3

Given a list of tuples, I need to find all unique paths from this list :

Input: [('a','b'),('b','c'),('c','d'),('g','i'),('d','e'),('e','f'),('f','g'),('c','g')]
Output: [['a','b','c','d','e','f','g'],['a','b','c','g','i']] (the 2 possible unique paths)

Two tuples can connect if the second element of the tuple matches with the first element of the other tuple i.e: One tuple is (_,a) and other tuple is like (a,_).

This issue has already been raised there: Getting Unique Paths from list of tuple but the solution is implemented in haskell (and I know nothing about this language).

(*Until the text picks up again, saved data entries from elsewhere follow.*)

use std::fmt::{self, Display, Formatter};

use stdx::{impl_debug_display, impl_idx_from, Ieee32, Ieee64};

use crate::Kind;

/// An object of the host object graph (see [`crate::heap`]).
#[derive(Clone, Copy, PartialEq, Eq, PartialOrd, Ord, Hash)]
pub struct ObjectRef(u32);
impl_idx_from!(ObjectRef(u32));
impl_debug_display! {obj @ ObjectRef => "@obj{}", obj.0}

#[derive(Clone, Copy, PartialEq, Eq, Hash, Debug)]
pub enum Reference {
    Null,
    Object(ObjectRef),
}

impl Display for Reference {
    fn fmt(&self, f: &mut Formatter<'_>) -> fmt::Result {
        match self {
            Reference::Null => f.write_str("null"),
            Reference::Object(obj) => Display::fmt(obj, f),
        }
    }
}

/// Width of a machine word on the platform that is being compiled for.
#[derive(Clone, Copy, PartialEq, Eq, Hash, Debug, Default)]
pub enum WordWidth {
    W32,
    #[default]
    W64,
}

impl WordWidth {
    #[inline]
    pub fn bits(self) -> u32 {
        match self {
            WordWidth::W32 => 32,
            WordWidth::W64 => 64,
        }
    }

    /// The largest address representable with this width.
    #[inline]
    pub fn all_ones(self) -> u64 {
        stdx::truncate(u64::MAX, self.bits())
    }

    #[inline]
    pub fn truncate(self, bits: u64) -> u64 {
        stdx::truncate(bits, self.bits())
    }
}

/// A constant CIR value.
///
/// Values are immutable and compared by content. Floating point values compare by their bit
/// pattern so that constants can serve as keys and be compared structurally.
#[derive(Clone, Copy, PartialEq, Eq, Hash, Debug)]
pub enum Value {
    Void,
    Int(i32),
    Long(i64),
    Float(Ieee32),
    Double(Ieee64),
    Word(u64),
    Reference(Reference),
}

impl Value {
    pub const NULL: Value = Value::Reference(Reference::Null);
    pub const TRUE: Value = Value::Int(1);
    pub const FALSE: Value = Value::Int(0);

    #[inline]
    pub fn bool(val: bool) -> Value {
        Value::Int(val as i32)
    }

    #[inline]
    pub fn float(val: f32) -> Value {
        Value::Float(val.into())
    }

    #[inline]
    pub fn double(val: f64) -> Value {
        Value::Double(val.into())
    }

    /// Creates a word constant that is truncated to `width`.
    #[inline]
    pub fn word(bits: u64, width: WordWidth) -> Value {
        Value::Word(width.truncate(bits))
    }

    #[inline]
    pub fn object(obj: ObjectRef) -> Value {
        Value::Reference(Reference::Object(obj))
    }

    pub fn kind(&self) -> Kind {
        match self {
            Value::Void => Kind::Void,
            Value::Int(_) => Kind::Int,
            Value::Long(_) => Kind::Long,
            Value::Float(_) => Kind::Float,
            Value::Double(_) => Kind::Double,
            Value::Word(_) => Kind::Word,
            Value::Reference(_) => Kind::Reference,
        }
    }

    #[inline]
    pub fn is_scalar(&self) -> bool {
        self.kind().is_scalar()
    }

    /// Whether this value is the zero of its kind. `null` counts as the zero reference and both
    /// signed zeros count as floating point zero.
    pub fn is_zero(&self) -> bool {
        match *self {
            Value::Void => false,
            Value::Int(val) => val == 0,
            Value::Long(val) => val == 0,
            Value::Float(val) => val.is_zero(),
            Value::Double(val) => val.is_zero(),
            Value::Word(val) => val == 0,
            Value::Reference(val) => val == Reference::Null,
        }
    }

    pub fn is_all_ones(&self) -> bool {
        match *self {
            Value::Int(val) => val == -1,
            Value::Long(val) => val == -1,
            Value::Word(val) => val == u64::MAX,
            _ => false,
        }
    }

    pub fn as_int(&self) -> Option<i32> {
        if let Value::Int(val) = *self {
            Some(val)
        } else {
            None
        }
    }

    pub fn as_long(&self) -> Option<i64> {
        if let Value::Long(val) = *self {
            Some(val)
        } else {
            None
        }
    }

    pub fn as_word(&self) -> Option<u64> {
        if let Value::Word(val) = *self {
            Some(val)
        } else {
            None
        }
    }

    pub fn as_reference(&self) -> Option<Reference> {
        if let Value::Reference(val) = *self {
            Some(val)
        } else {
            None
        }
    }

    /// The object a non-null reference constant points to.
    pub fn as_object(&self) -> Option<ObjectRef> {
        match *self {
            Value::Reference(Reference::Object(obj)) => Some(obj),
            _ => None,
        }
    }
}

impl From<i32> for Value {
    fn from(val: i32) -> Value {
        Value::Int(val)
    }
}

impl From<i64> for Value {
    fn from(val: i64) -> Value {
        Value::Long(val)
    }
}

impl From<f32> for Value {
    fn from(val: f32) -> Value {
        Value::float(val)
    }
}

impl From<f64> for Value {
    fn from(val: f64) -> Value {
        Value::double(val)
    }
}

impl From<Reference> for Value {
    fn from(val: Reference) -> Value {
        Value::Reference(val)
    }
}

impl Display for Value {
    fn fmt(&self, f: &mut Formatter<'_>) -> fmt::Result {
        match self {
            Value::Void => f.write_str("void"),
            Value::Int(val) => write!(f, "{val}"),
            Value::Long(val) => write!(f, "{val}L"),
            Value::Float(val) => write!(f, "{val}F"),
            Value::Double(val) => write!(f, "{val}D"),
            Value::Word(val) => write!(f, "#{val:#x}"),
            Value::Reference(val) => Display::fmt(val, f),
        }
    }
}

But do you know if there's an efficient way to do this in Python?
I know the library itertools has many efficient built in functions for stuff like that, but I'm not too familiar with this.

Valentino
  • 6,643
  • 6
  • 14
  • 30
Roulio
  • 61
  • 3

3 Answers3

3

You are wanting to find all simple paths in your graph.

Python has an amazing library for graph processing: networkx. You can solve your problem with literally several lines of code:

import networkx as nx

a = [('a','b'),('b','c'),('c','d'),('g','i'),('d','e'),('e','f'),('f','g'),('c','g')]

# Create graph
G = nx.Graph()
# Fill graph with data
G.add_edges_from(a)

# Get all simple paths from node 'a' to node 'i'
list(nx.all_simple_paths(G, 'a', 'i'))

will return you:

[['a', 'b', 'c', 'g', 'i'], ['a', 'b', 'c', 'd', 'e', 'f', 'g', 'i']]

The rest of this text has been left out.